Scale-Out Architecture: Add nodes to increase capacity and performance.

No Single Point of Failure: Fully distributed design with no master node.

Self-Healing: Automatic detection and recovery from failures.

Multi-Protocol Support: Object, block, and file access to the same underlying storage.

These systems bring distributed storage concepts to enterprise environments.

Performance Characteristics

Distributed storage systems have different performance characteristics than traditional storage:

Higher Latency: Network hops and coordination overhead add latency. Operations might take milliseconds rather than microseconds.

Massive Throughput: Parallelism across many nodes provides enormous aggregate throughput.

Variable Performance: Shared infrastructure and failure recovery can cause performance variability.

For workloads that can batch operations and tolerate latency, distributed storage provides excellent throughput. For latency-sensitive workloads, traditional storage may be better.

Operational Considerations

Operating distributed storage requires different skills than traditional storage:

Automation is Essential: Manual intervention doesn’t scale. Everything must be automated.

Monitoring and Analytics: With hundreds or thousands of nodes, you need sophisticated monitoring to understand system behavior.

Capacity Planning: Distributed systems can scale incrementally, but you still need to plan ahead.

Failure Handling: Understand normal failure modes and how the system recovers. Know when to intervene.

The operational model is more like managing a fleet of servers than managing a single storage array.

When Distributed Storage Makes Sense

Distributed storage excels for:

Massive Scale: When you need petabytes or exabytes of storage.

Unstructured Data: Object storage for photos, videos, documents, logs.

Batch Analytics: Processing large datasets with tools like Hadoop.

High Availability: When availability is more important than consistency.

Cost Sensitivity: When using commodity hardware is important.

For structured transactional data, low-latency requirements, or strong consistency needs, traditional storage often makes more sense.

The Hybrid Future

I believe the future is hybrid—using distributed storage where it excels and traditional storage where it excels, with tools to move data between them as needed.

We’re already seeing this. Enterprises use traditional SANs for databases and distributed storage for archives and analytics. Cloud providers offer both block storage (like EBS) and object storage (like S3).

The key is understanding the characteristics and trade-offs of each approach and matching them to workload requirements.

Conclusion

Distributed storage systems represent a fundamental rethinking of storage architecture. By embracing failure, relaxing consistency, and leveraging commodity hardware, they achieve scale and economics impossible with traditional approaches.

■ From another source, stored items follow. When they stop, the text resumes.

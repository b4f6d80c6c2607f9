//! Domain types shared by every layer.

pub mod config;
pub mod graph;
pub mod message;
pub mod progress;
pub mod repair;
pub mod result;
pub mod run;
pub mod template;
pub mod test_case;

pub use config::{
    Config, DatabaseConfig, ExecutorKind, LlmConfig, LoggingConfig, ModelsConfig, RateLimitConfig,
    RepairConfig, RetryConfig, RunConfig, ServerConfig,
};
pub use graph::{Condition, Graph, GraphFormat, Node, ToolDefinition, Transition, END_CALL_TOOL};
pub use message::{Message, Role};
pub use progress::{ClientCommand, ProgressMessage, TokenSource};
pub use repair::{Diagnosis, FaultLocation, FixAttemptResult, FixSuggestion, LocationKind, PromptChange};
pub use result::{EndReason, MetricResult, TestOutcome, TestResult, TestStatus, ToolCallRecord};
pub use run::{Run, RunSummary, RunWithResults};
pub use test_case::{
    select_tests, AgentDefinition, GlobalMetric, MetricSpec, RuleChecks, RunOptions, TestCase,
    ToolMock,
};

While I work on traditional FC storage at Cisco, studying distributed systems has deepened my understanding of storage architecture. The principles—separation of concerns, handling failure gracefully, understanding trade-offs—apply broadly.

Not every organization needs Google-scale storage, but the ideas pioneered by these systems are influencing all storage technology. Understanding distributed storage principles makes you a better storage architect, regardless of which technologies you work with daily.

The storage world is big enough for multiple paradigms. The future belongs to those who understand when to use each approach and how to integrate them effectively.